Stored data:
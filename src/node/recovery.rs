// SPDX-License-Identifier: BUSL-1.1
// Copyright (c) 2026 Alfred Jean LLC

//! Recovery: the restart/advise exchange that lets a node rebuild its
//! `holder`/`asked`/`request_q` after `kill` without a global coordinator.
//!
//! The one subtlety worth documenting: `finalize_recover` must not overwrite
//! `holder` if a `privilege` message already arrived during the recovery
//! window. `receive_privilege` (in the parent module) sets `holder` directly
//! regardless of `is_recovering` — only the `step` that normally follows it
//! is suppressed — so by the time every advise has been collected, `holder`
//! already reflects that arrival and `finalize_recover_locked` below leaves
//! it alone. This is only safe because a `privilege` message, once sent, is
//! never lost or retried by this transport; if it were, a node could finish
//! recovery believing it holds the token while the real privilege is still
//! in flight toward it. See SPEC_FULL.md open question 1.
use std::sync::Arc;

use tracing::{debug, info, warn};

use super::{Node, NodeState};
use crate::message::{AdviseTriple, Kind};
use crate::peer::Peer;

impl Node {
    /// A neighbor's handler for an incoming `restart` from the recovering
    /// node `sender`: reports this node's own edge to `sender` back to it.
    pub(super) async fn recovery_handle_restart(self: &Arc<Self>, sender: &str) {
        let triple = {
            let st = self.state.lock().await;
            AdviseTriple {
                holder_is_r: st.holder == Some(Peer::named(sender)),
                asked: st.asked,
                r_in_queue: st.request_q.contains(&Peer::named(sender)),
            }
        };
        debug!(node = %self.name, restarted = sender, triple = triple.encode(), "advising restarted neighbor");
        self.send_to(sender, Kind::Advise, &triple.encode()).await;
    }

    /// The recovering node's handler for a neighbor's `advise` reply.
    /// Buffers it, and once every neighbor has replied, reconstructs local
    /// state and resumes normal operation.
    pub(super) async fn recovery_handle_advise(self: &Arc<Self>, sender: &str, body: &str) {
        let triple = match AdviseTriple::parse(body) {
            Ok(t) => t,
            Err(e) => {
                warn!(node = %self.name, sender, err = %e, "malformed advise body");
                return;
            }
        };

        let should_finalize = {
            let mut st = self.state.lock().await;
            if !st.is_recovering {
                return;
            }
            st.advise_buf.insert(sender.to_string(), triple);
            debug_assert!(st.advise_buf.len() <= self.neighbors.len(), "more advise replies than neighbors");
            let complete = st.advise_buf.len() >= self.neighbors.len();
            if complete {
                finalize_recover_locked(&self.name, &mut st);
            }
            complete
        };

        if should_finalize {
            self.step().await;
        }
    }
}

/// Pure state reconstruction, run under the node's lock. Split out of
/// `recovery_handle_advise` so it never needs to re-acquire the lock it's
/// already holding.
fn finalize_recover_locked(name: &str, st: &mut NodeState) {
    if st.holder != Some(Peer::SelfRef) {
        let outward = st.advise_buf.iter().find(|(_, t)| !t.holder_is_r).map(|(n, _)| n.clone());
        st.holder = Some(match outward {
            Some(n) => Peer::named(n),
            None => Peer::SelfRef,
        });
    }

    st.asked = match &st.holder {
        Some(Peer::SelfRef) | None => false,
        Some(Peer::Named(n)) => st.advise_buf.get(n).map(|t| t.asked).unwrap_or(false),
    };

    for (neighbor, triple) in &st.advise_buf {
        if triple.holder_is_r && triple.asked {
            let peer = Peer::named(neighbor.clone());
            if !st.request_q.contains(&peer) {
                st.request_q.push(peer);
            }
        }
    }

    st.advise_buf.clear();
    st.is_recovering = false;
    info!(node = name, holder = ?st.holder, asked = st.asked, "recovery finalized");
}

#[cfg(test)]
#[path = "recovery_tests.rs"]
mod tests;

TASK BRIEF: Retype all of the records above without a single alteration.

TASK RESPONSE:
filename src/node/recovery.rs
// SPDX-License-Identifier: BUSL-1.1
// Copyright (c) 2026 Alfred Jean LLC

//! Recovery: the restart/advise exchange that lets a node rebuild its
//! `holder`/`asked`/`request_q` after `kill` without a global coordinator.
//!
//! The one subtlety worth documenting: `finalize_recover` must not overwrite
//! `holder` if a `privilege` message already arrived during the recovery
//! window. `receive_privilege` (in the parent module) sets `holder` directly
//! regardless of `is_recovering` — only the `step` that normally follows it
//! is suppressed — so by the time every advise has been collected, `holder`
//! already reflects that arrival and `finalize_recover_locked` below leaves
//! it alone. This is only safe because a `privilege` message, once sent, is
//! never lost or retried by this transport; if it were, a node could finish
//! recovery believing it holds the token while the real privilege is still
//! in flight toward it. See SPEC_FULL.md open question 1.
use std::sync::Arc;

use tracing::{debug, info, warn};

use super::{Node, NodeState};
use crate::message::{AdviseTriple, Kind};
use crate::peer::Peer;

impl Node {
    /// A neighbor's handler for an incoming `restart` from the recovering
    /// node `sender`: reports this node's own edge to `sender` back to it.
    pub(super) async fn recovery_handle_restart(self: &Arc<Self>, sender: &str) {
        let triple = {
            let st = self.state.lock().await;
            AdviseTriple {
                holder_is_r: st.holder == Some(Peer::named(sender)),
                asked: st.asked,
                r_in_queue: st.request_q.contains(&Peer::named(sender)),
            }
        };
        debug!(node = %self.name, restarted = sender, triple = triple.encode(), "advising restarted neighbor");
        self.send_to(sender, Kind::Advise, &triple.encode()).await;
    }

    /// The recovering node's handler for a neighbor's `advise` reply.
    /// Buffers it, and once every neighbor has replied, reconstructs local
    /// state and resumes normal operation.
    pub(super) async fn recovery_handle_advise(self: &Arc<Self>, sender: &str, body: &str) {
        let triple = match AdviseTriple::parse(body) {
            Ok(t) => t,
            Err(e) => {
                warn!(node = %self.name, sender, err = %e, "malformed advise body");
                return;
            }
        };

        let should_finalize = {
            let mut st = self.state.lock().await;
            if !st.is_recovering {
                return;
            }
            st.advise_buf.insert(sender.to_string(), triple);
            debug_assert!(st.advise_buf.len() <= self.neighbors.len(), "more advise replies than neighbors");
            let complete = st.advise_buf.len() >= self.neighbors.len();
            if complete {
                finalize_recover_locked(&self.name, &mut st);
            }
            complete
        };

        if should_finalize {
            self.step().await;
        }
    }
}

/// Pure state reconstruction, run under the node's lock. Split out of
/// `recovery_handle_advise` so it never needs to re-acquire the lock it's
/// already holding.
fn finalize_recover_locked(name: &str, st: &mut NodeState) {
    if st.holder != Some(Peer::SelfRef) {
        let outward = st.advise_buf.iter().find(|(_, t)| !t.holder_is_r).map(|(n, _)| n.clone());
        st.holder = Some(match outward {
            Some(n) => Peer::named(n),
            None => Peer::SelfRef,
        });
    }

    st.asked = match &st.holder {
        Some(Peer::SelfRef) | None => false,
        Some(Peer::Named(n)) => st.advise_buf.get(n).map(|t| t.asked).unwrap_or(false),
    };

    for (neighbor, triple) in &st.advise_buf {
        if triple.holder_is_r && triple.asked {
            let peer = Peer::named(neighbor.clone());
            if !st.request_q.contains(&peer) {
                st.request_q.push(peer);
            }
        }
    }

    st.advise_buf.clear();
    st.is_recovering = false;
    info!(node = name, holder = ?st.holder, asked = st.asked, "recovery finalized");
}

#[cfg(test)]
#[path = "recovery_tests.rs"]
mod tests;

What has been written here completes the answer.